AIM OF THE EXERCISE:
Where does the word "ScoredAgent" occur in the entries below? Copy every line that has it.

(DATASET EXTRACT begins)

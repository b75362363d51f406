//! Task Router
//!
//! Picks agents for a task by scoring every registered, reachable, online
//! agent under a [`RoutingStrategy`]. Also owns the per-agent metrics that
//! callers feed back after dispatch; nothing updates them automatically.

use parking_lot::RwLock;
use std::collections::HashMap;
use std::fmt;
use std::sync::Arc;
use std::time::Duration;
use tracing::{debug, warn};

use a2a_core::{A2AAgent, Error, HybridWeights, Result, RouterConfig, RoutingStrategy, Task};

use crate::metrics::AgentMetrics;
use crate::registry::{AgentRegistry, RegisteredAgent};
use crate::scoring;

/// A candidate agent and its score for one task
#[derive(Clone)]
pub struct ScoredAgent {
    pub agent_id: String,
    pub agent: Arc<dyn A2AAgent>,
    pub score: f64,
}

impl fmt::Debug for ScoredAgent {
    fn fmt(&self, f: &mut fmt::Formatter<'_>) -> fmt::Result {
        f.debug_struct("ScoredAgent")
            .field("agent_id", &self.agent_id)
            .field("score", &self.score)
            .finish_non_exhaustive()
    }
}

pub struct TaskRouter {
    registry: Arc<AgentRegistry>,
    strategy: RwLock<RoutingStrategy>,
    weights: HybridWeights,
    metrics: RwLock<HashMap<String, AgentMetrics>>,
}

impl TaskRouter {
    /// Create a router using the hybrid strategy and default weights
    pub fn new(registry: Arc<AgentRegistry>) -> Self {
        Self::with_config(registry, &RouterConfig::default())
    }

    pub fn with_config(registry: Arc<AgentRegistry>, config: &RouterConfig) -> Self {
        Self {
            registry,
            strategy: RwLock::new(config.strategy),
            weights: config.weights,
            metrics: RwLock::new(HashMap::new()),
        }
    }

    pub fn strategy(&self) -> RoutingStrategy {
        *self.strategy.read()
    }

    pub fn set_strategy(&self, strategy: RoutingStrategy) {
        *self.strategy.write() = strategy;
    }

    pub fn weights(&self) -> &HybridWeights {
        &self.weights
    }

    /// Best agent for the task under the configured strategy
    pub async fn route(&self, task: &Task) -> Result<Arc<dyn A2AAgent>> {
        self.route_with_strategy(task, self.strategy()).await
    }

    /// Best agent for the task under an explicit strategy.
    ///
    /// Only a strictly positive score can win; ties go to the first candidate
    /// encountered, and candidate order is unspecified.
    pub async fn route_with_strategy(
        &self,
        task: &Task,
        strategy: RoutingStrategy,
    ) -> Result<Arc<dyn A2AAgent>> {
        Ok(self.select(task, strategy).await?.agent)
    }

    /// Best agent for the task together with its registry id and score
    pub async fn route_scored(&self, task: &Task) -> Result<ScoredAgent> {
        self.select(task, self.strategy()).await
    }

    async fn select(&self, task: &Task, strategy: RoutingStrategy) -> Result<ScoredAgent> {
        let candidates = self.rank_unsorted(task, strategy).await?;

        let mut best: Option<ScoredAgent> = None;
        for candidate in candidates {
            let best_score = best.as_ref().map(|b| b.score).unwrap_or(0.0);
            if candidate.score > best_score {
                best = Some(candidate);
            }
        }

        let best = best.ok_or_else(|| Error::NoSuitableAgent {
            task_id: task.id.clone(),
        })?;

        debug!(
            "Routed task {} to agent {} (strategy: {}, score: {:.3})",
            task.id, best.agent_id, strategy, best.score
        );
        Ok(best)
    }

    /// Up to `count` distinct agents, best first
    pub async fn route_multiple(&self, task: &Task, count: usize) -> Result<Vec<Arc<dyn A2AAgent>>> {
        let ranked = self.rank(task, self.strategy()).await?;
        Ok(ranked.into_iter().take(count).map(|c| c.agent).collect())
    }

    /// Route by current load only, leaving the configured strategy untouched
    pub async fn route_with_load_balancing(&self, task: &Task) -> Result<Arc<dyn A2AAgent>> {
        self.route_with_strategy(task, RoutingStrategy::Load).await
    }

    /// Every eligible agent with its score, sorted by non-increasing score.
    ///
    /// Fails with `NoAgentsAvailable` when the registry is empty and with
    /// `NoSuitableAgent` when no agent is online and reachable.
    pub async fn rank(&self, task: &Task, strategy: RoutingStrategy) -> Result<Vec<ScoredAgent>> {
        let mut candidates = self.rank_unsorted(task, strategy).await?;
        // Stable sort keeps encounter order among equal scores
        candidates.sort_by(|a, b| b.score.total_cmp(&a.score));
        Ok(candidates)
    }

    /// Score one registered agent for a task under the configured strategy
    pub async fn score(&self, task: &Task, agent_id: &str) -> Result<f64> {
        let record = self.registry.get(agent_id).await?;
        let metrics = self.metrics(agent_id);
        Ok(scoring::score(
            self.strategy(),
            task,
            &record.capabilities,
            metrics.as_ref(),
            &self.weights,
        ))
    }

    async fn rank_unsorted(&self, task: &Task, strategy: RoutingStrategy) -> Result<Vec<ScoredAgent>> {
        let records = self.registry.snapshot().await;
        if records.is_empty() {
            return Err(Error::NoAgentsAvailable);
        }

        let mut eligible = Vec::with_capacity(records.len());
        for record in records {
            if self.is_eligible(&record).await {
                eligible.push(record);
            }
        }

        if eligible.is_empty() {
            return Err(Error::NoSuitableAgent {
                task_id: task.id.clone(),
            });
        }

        let metrics = self.metrics.read();
        Ok(eligible
            .into_iter()
            .map(|record| {
                let score = scoring::score(
                    strategy,
                    task,
                    &record.capabilities,
                    metrics.get(record.id()),
                    &self.weights,
                );
                ScoredAgent {
                    agent_id: record.info.id,
                    agent: record.agent,
                    score,
                }
            })
            .collect())
    }

    /// Online in the registry, reachable, and reporting itself online
    async fn is_eligible(&self, record: &RegisteredAgent) -> bool {
        if !record.info.status.is_routable() {
            debug!("Skipping agent {}: status {}", record.id(), record.info.status);
            return false;
        }

        match record.agent.info().await {
            Ok(info) if info.status.is_routable() => true,
            Ok(info) => {
                debug!("Skipping agent {}: reports status {}", record.id(), info.status);
                false
            }
            Err(e) => {
                warn!("Skipping agent {}: {}", record.id(), e);
                false
            }
        }
    }

    /// Record the outcome of a task executed by an agent
    pub fn update_metrics(&self, agent_id: &str, success: bool, response_time: Duration) {
        let mut metrics = self.metrics.write();
        metrics
            .entry(agent_id.to_string())
            .or_default()
            .record(success, response_time);
    }

    pub fn increment_load(&self, agent_id: &str) {
        self.metrics
            .write()
            .entry(agent_id.to_string())
            .or_default()
            .increment_load();
    }

    pub fn decrement_load(&self, agent_id: &str) {
        self.metrics
            .write()
            .entry(agent_id.to_string())
            .or_default()
            .decrement_load();
    }

    pub fn metrics(&self, agent_id: &str) -> Option<AgentMetrics> {
        self.metrics.read().get(agent_id).cloned()
    }

    pub fn all_metrics(&self) -> HashMap<String, AgentMetrics> {
        self.metrics.read().clone()
    }

    /// Forget an agent's history. Returns whether any existed.
    pub fn reset_metrics(&self, agent_id: &str) -> bool {
        self.metrics.write().remove(agent_id).is_some()
    }
}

(DATASET EXTRACT ends)

ANSWER TO THE PROBLEM:
pub struct ScoredAgent {
impl fmt::Debug for ScoredAgent {
        f.debug_struct("ScoredAgent")
    pub async fn route_scored(&self, task: &Task) -> Result<ScoredAgent> {
    async fn select(&self, task: &Task, strategy: RoutingStrategy) -> Result<ScoredAgent> {
        let mut best: Option<ScoredAgent> = None;
    pub async fn rank(&self, task: &Task, strategy: RoutingStrategy) -> Result<Vec<ScoredAgent>> {
    async fn rank_unsorted(&self, task: &Task, strategy: RoutingStrategy) -> Result<Vec<ScoredAgent>> {
                ScoredAgent {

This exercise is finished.